::: INPUT MATERIAL :::
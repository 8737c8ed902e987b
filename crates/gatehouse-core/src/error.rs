//! Error types for the gatehouse system.
//!
//! Every variant except `Storage` is an expected, typed outcome that the
//! transport layer maps to a response. Cache failures are degradable:
//! services fall back to direct storage reads rather than surfacing them.

use thiserror::Error;

#[derive(Debug, Error)]
pub enum GatehouseError {
    /// Entity absent, or present in another tenant — the two are
    /// indistinguishable by design.
    #[error("{entity} not found")]
    NotFound { entity: String },

    /// Bad credentials, invalid/expired token, or inactive
    /// principal/tenant. Always generic — never distinguishes the cause.
    #[error("unauthorized")]
    AuthenticationFailed { reason: String },

    /// Valid session, insufficient permission/role, or wrong tenant.
    #[error("forbidden: {reason}")]
    AuthorizationDenied { reason: String },

    /// The requested transition is incompatible with the entity's
    /// current state.
    #[error("conflict: {message}")]
    StateConflict { message: String },

    /// Capability token failed parsing or MAC verification. Generic on
    /// purpose — no oracle distinguishing format errors from signature
    /// errors.
    #[error("invalid token")]
    MalformedToken,

    #[error("validation error: {message}")]
    Validation { message: String },

    #[error("rate limit exceeded")]
    RateLimited,

    #[error("storage error: {0}")]
    Storage(String),

    #[error("cache error: {0}")]
    Cache(String),

    #[error("cryptography error: {0}")]
    Crypto(String),

    #[error("internal error: {0}")]
    Internal(String),
}

impl GatehouseError {
    pub fn not_found(entity: impl Into<String>) -> Self {
        Self::NotFound {
            entity: entity.into(),
        }
    }
}

pub type GatehouseResult<T> = Result<T, GatehouseError>;
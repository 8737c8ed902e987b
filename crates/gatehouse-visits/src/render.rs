//! Pass rendering contract.
//!
//! The engine treats rendering as an opaque `url -> artifact` function;
//! the default implementation produces an SVG QR code of the scan URL.

use qrcode::QrCode;
use qrcode::render::svg;

use gatehouse_core::{GatehouseError, GatehouseResult};

pub trait PassRenderer: Send + Sync {
    /// Render a scannable artifact for the given URL.
    fn render(&self, url: &str) -> GatehouseResult<String>;
}

/// Renders the scan URL as an SVG QR code.
#[derive(Debug, Clone)]
pub struct QrSvgRenderer {
    min_dimension: u32,
}

impl QrSvgRenderer {
    pub fn new(min_dimension: u32) -> Self {
        Self { min_dimension }
    }
}

impl Default for QrSvgRenderer {
    fn default() -> Self {
        Self::new(300)
    }
}

impl PassRenderer for QrSvgRenderer {
    fn render(&self, url: &str) -> GatehouseResult<String> {
        let code = QrCode::new(url.as_bytes())
            .map_err(|e| GatehouseError::Internal(format!("QR encode: {e}")))?;
        let svg = code
            .render::<svg::Color>()
            .min_dimensions(self.min_dimension, self.min_dimension)
            .dark_color(svg::Color("#000000"))
            .light_color(svg::Color("#ffffff"))
            .build();
        Ok(svg)
    }
}

#[cfg(test)]
mod tests {
    use super::*;

    #[test]
    fn renders_svg_markup() {
        let artifact = QrSvgRenderer::default()
            .render("https://app.example.com/scan/vv:id:mac")
            .unwrap();
        assert!(artifact.contains("<svg"));
    }
}
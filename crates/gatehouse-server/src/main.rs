//! Gatehouse server entry point.
//!
//! Initializes logging, selects the cache backend, runs the idempotent
//! bootstrap (permission catalog, default role reconciliation), and
//! stays up until interrupted.

use std::env;

use tracing::{error, info, warn};
use tracing_subscriber::EnvFilter;

use gatehouse_core::cache::Cache;
use gatehouse_rbac::RbacService;
use gatehouse_store::{InMemoryCache, MemStore, RedisCache};

#[tokio::main]
async fn main() {
    dotenvy::dotenv().ok();

    tracing_subscriber::fmt()
        .with_env_filter(
            EnvFilter::from_default_env().add_directive("gatehouse=info".parse().unwrap()),
        )
        .json()
        .init();

    info!("starting gatehouse server");

    let store = MemStore::new();

    // A shared cache is required as soon as there is more than one
    // instance; the process-local fallback exists for development.
    match env::var("REDIS_URL") {
        Ok(url) => match RedisCache::connect(&url).await {
            Ok(cache) => {
                info!("connected to redis cache");
                run(store, cache).await;
            }
            Err(e) => {
                error!(error = %e, "failed to connect to redis");
                std::process::exit(1);
            }
        },
        Err(_) => {
            warn!("REDIS_URL not set; using process-local cache (single instance only)");
            run(store, InMemoryCache::new()).await;
        }
    }

    info!("gatehouse server stopped");
}

async fn run<C: Cache + Clone + 'static>(store: MemStore, cache: C) {
    let rbac = RbacService::new(store.clone(), store.clone(), store, cache);

    match rbac.ensure_catalog().await {
        Ok(created) => info!(created, "permission catalog ready"),
        Err(e) => warn!(error = %e, "catalog seeding failed; permissions may be incomplete"),
    }
    // Reconciliation is idempotent and per-tenant fault-isolated, so it
    // runs in the background and never blocks readiness.
    tokio::spawn(async move {
        if let Err(e) = rbac.reconcile_all_tenants().await {
            warn!(error = %e, "default role reconciliation failed");
        }
    });

    info!("gatehouse server ready");

    if let Err(e) = tokio::signal::ctrl_c().await {
        error!(error = %e, "failed to listen for shutdown signal");
    }
    info!("shutdown signal received");
}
:::
**WHAT TO DO**
In full and word for word, restate the data.

**EXERCISE RESPONSE**
repository 8737c8ed902e987b
filename crates/gatehouse-core/src/error.rs
//! Error types for the gatehouse system.
//!
//! Every variant except `Storage` is an expected, typed outcome that the
//! transport layer maps to a response. Cache failures are degradable:
//! services fall back to direct storage reads rather than surfacing them.

use thiserror::Error;

#[derive(Debug, Error)]
pub enum GatehouseError {
    /// Entity absent, or present in another tenant — the two are
    /// indistinguishable by design.
    #[error("{entity} not found")]
    NotFound { entity: String },

    /// Bad credentials, invalid/expired token, or inactive
    /// principal/tenant. Always generic — never distinguishes the cause.
    #[error("unauthorized")]
    AuthenticationFailed { reason: String },

    /// Valid session, insufficient permission/role, or wrong tenant.
    #[error("forbidden: {reason}")]
    AuthorizationDenied { reason: String },

    /// The requested transition is incompatible with the entity's
    /// current state.
    #[error("conflict: {message}")]
    StateConflict { message: String },

    /// Capability token failed parsing or MAC verification. Generic on
    /// purpose — no oracle distinguishing format errors from signature
    /// errors.
    #[error("invalid token")]
    MalformedToken,

    #[error("validation error: {message}")]
    Validation { message: String },

    #[error("rate limit exceeded")]
    RateLimited,

    #[error("storage error: {0}")]
    Storage(String),

    #[error("cache error: {0}")]
    Cache(String),

    #[error("cryptography error: {0}")]
    Crypto(String),

    #[error("internal error: {0}")]
    Internal(String),
}

impl GatehouseError {
    pub fn not_found(entity: impl Into<String>) -> Self {
        Self::NotFound {
            entity: entity.into(),
        }
    }
}

pub type GatehouseResult<T> = Result<T, GatehouseError>;
repository 8737c8ed902e987b
filename crates/gatehouse-visits/src/render.rs
//! Pass rendering contract.
//!
//! The engine treats rendering as an opaque `url -> artifact` function;
//! the default implementation produces an SVG QR code of the scan URL.

use qrcode::QrCode;
use qrcode::render::svg;

use gatehouse_core::{GatehouseError, GatehouseResult};

pub trait PassRenderer: Send + Sync {
    /// Render a scannable artifact for the given URL.
    fn render(&self, url: &str) -> GatehouseResult<String>;
}

/// Renders the scan URL as an SVG QR code.
#[derive(Debug, Clone)]
pub struct QrSvgRenderer {
    min_dimension: u32,
}

impl QrSvgRenderer {
    pub fn new(min_dimension: u32) -> Self {
        Self { min_dimension }
    }
}

impl Default for QrSvgRenderer {
    fn default() -> Self {
        Self::new(300)
    }
}

impl PassRenderer for QrSvgRenderer {
    fn render(&self, url: &str) -> GatehouseResult<String> {
        let code = QrCode::new(url.as_bytes())
            .map_err(|e| GatehouseError::Internal(format!("QR encode: {e}")))?;
        let svg = code
            .render::<svg::Color>()
            .min_dimensions(self.min_dimension, self.min_dimension)
            .dark_color(svg::Color("#000000"))
            .light_color(svg::Color("#ffffff"))
            .build();
        Ok(svg)
    }
}

#[cfg(test)]
mod tests {
    use super::*;

    #[test]
    fn renders_svg_markup() {
        let artifact = QrSvgRenderer::default()
            .render("https://app.example.com/scan/vv:id:mac")
            .unwrap();
        assert!(artifact.contains("<svg"));
    }
}
filename crates/gatehouse-server/src/main.rs
//! Gatehouse server entry point.
//!
//! Initializes logging, selects the cache backend, runs the idempotent
//! bootstrap (permission catalog, default role reconciliation), and
//! stays up until interrupted.

use std::env;

use tracing::{error, info, warn};
use tracing_subscriber::EnvFilter;

use gatehouse_core::cache::Cache;
use gatehouse_rbac::RbacService;
use gatehouse_store::{InMemoryCache, MemStore, RedisCache};

#[tokio::main]
async fn main() {
    dotenvy::dotenv().ok();

    tracing_subscriber::fmt()
        .with_env_filter(
            EnvFilter::from_default_env().add_directive("gatehouse=info".parse().unwrap()),
        )
        .json()
        .init();

    info!("starting gatehouse server");

    let store = MemStore::new();

    // A shared cache is required as soon as there is more than one
    // instance; the process-local fallback exists for development.
    match env::var("REDIS_URL") {
        Ok(url) => match RedisCache::connect(&url).await {
            Ok(cache) => {
                info!("connected to redis cache");
                run(store, cache).await;
            }
            Err(e) => {
                error!(error = %e, "failed to connect to redis");
                std::process::exit(1);
            }
        },
        Err(_) => {
            warn!("REDIS_URL not set; using process-local cache (single instance only)");
            run(store, InMemoryCache::new()).await;
        }
    }

    info!("gatehouse server stopped");
}

async fn run<C: Cache + Clone + 'static>(store: MemStore, cache: C) {
    let rbac = RbacService::new(store.clone(), store.clone(), store, cache);

    match rbac.ensure_catalog().await {
        Ok(created) => info!(created, "permission catalog ready"),
        Err(e) => warn!(error = %e, "catalog seeding failed; permissions may be incomplete"),
    }
    // Reconciliation is idempotent and per-tenant fault-isolated, so it
    // runs in the background and never blocks readiness.
    tokio::spawn(async move {
        if let Err(e) = rbac.reconcile_all_tenants().await {
            warn!(error = %e, "default role reconciliation failed");
        }
    });

    info!("gatehouse server ready");

    if let Err(e) = tokio::signal::ctrl_c().await {
        error!(error = %e, "failed to listen for shutdown signal");
    }
    info!("shutdown signal received");
}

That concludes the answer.